Pas de ressemblance avec une Peugeot mais plutôt avec les Simca coupé de Ville dits « SIMCA-FACEL » qui allaient évoluer de la SIMCA 8 a la P60 avec les cabriolets Oceane et coupés Plein-Ciel. La 1ere Simca-Facel est issue d’un cabriolet dessiné par les Stabilimenti sur base Fiat 1100 (autrement dit la base de la SIMCA 8).
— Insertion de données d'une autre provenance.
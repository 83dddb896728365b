/// Core parsing entry points.
///
/// Declares the parser result type and the functions that parse one complete
/// input line into a single expression tree, rejecting trailing input.
pub mod core;

/// Binary operator parsing.
///
/// Implements the binary levels of the precedence ladder: additive,
/// multiplicative, and exponentiation, together with the token-to-operator
/// mapping.
pub mod binary;

/// Unary operator and primary expression parsing.
///
/// Handles prefix `-` and `+`, function-call syntax, parenthesized
/// sub-expressions, and the literal/identifier leaves of the grammar.
pub mod unary;

/// Utility functions for the parser.
///
/// Provides shared helpers, such as parsing the comma-separated argument
/// list of a function call.
pub mod utils;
C’est en octobre 1952 que le coupé SIMCA 9 commença à vraiment ressembler à une Comète en réduction, sous le crayon de Jean Daninos.

pilote91

Le 07/07/2018 à 02:52

Giovanni-Battista, dit « Pinin » Farina, a commencé comme apprenti dans la carrosserie de son frère de neuf ans son ainé Giovanni (tout court) Farina à 13 ans, en 1906, année de naissance du fils de ce dernier, Emilio Giuseppe, dit « Nino » Farina, pilote automobile sacré en 1950 Champion du Monde de F1, premier de la série.
En 1930, GB s’établit à son compte à l’enseigne de Pinin Farina et il obtiendra en 1961 un décret présidentiel lui permettant de porter le nom Pininfarina
Quant aux établissements Farina, ils resteront excellents, avec des « designers » de très haute tenue tels Fria, Michelotti ou Vignale qui passeront dans ces murs, mais à la sortie de la guerre Attilio, le fils cadet de Farina qui prend la relève de son père, Nino étant trop pris par sa carrière de pilote, n’arrive pas à anticiper les tendances, pire, il refuse les conseils de ses « designers », qui itont se faire un nom ailleurs, et la faillite intervient en 1953

Wolfgang

Le 27/07/2018 à 00:13

Le V8 de la vedette a ensuite était mis dans les Versailles et autres autos qui étaient des Ford rebadgées.
Moteur peu performant avec ses soupapes latérales et très gourmand.
Rien à voir avec le chrysler mis dans les facel

philippe

Le 27/07/2018 à 08:02

Sur les Versailles/Regence/Trianon/Chambord/Beaulieu/Marly/Trianon c’était une extension à 2.3L 84cv SAE du 2.2L – qui équipa la fin de vie des Comète « normales » et non le 3.9L de la Monte-Carlo – réservé ensuite aux camions, les Simca Cargo (ex Ford Cargo) et les fameux Simca-Marmont puis SUMB de l’armée.
Très dépassé dejà dans les annéees 50 mais avec une belle fin au Brésil sur les Chambord locales puis les Chrysler Esplanada, équipées des culasses Ardun, 140cv.
V8 3 paliers 140cv à plus de 5000 tours on se demande comment ça tenait !
Rien à voir avec les V8 Chrysler des Facel mais un clin d’oeil de l’histoire si l’on se souvient que le premier V8 hemi Chrysler était largement inspiré des travaux de Zora Arkus Duntov.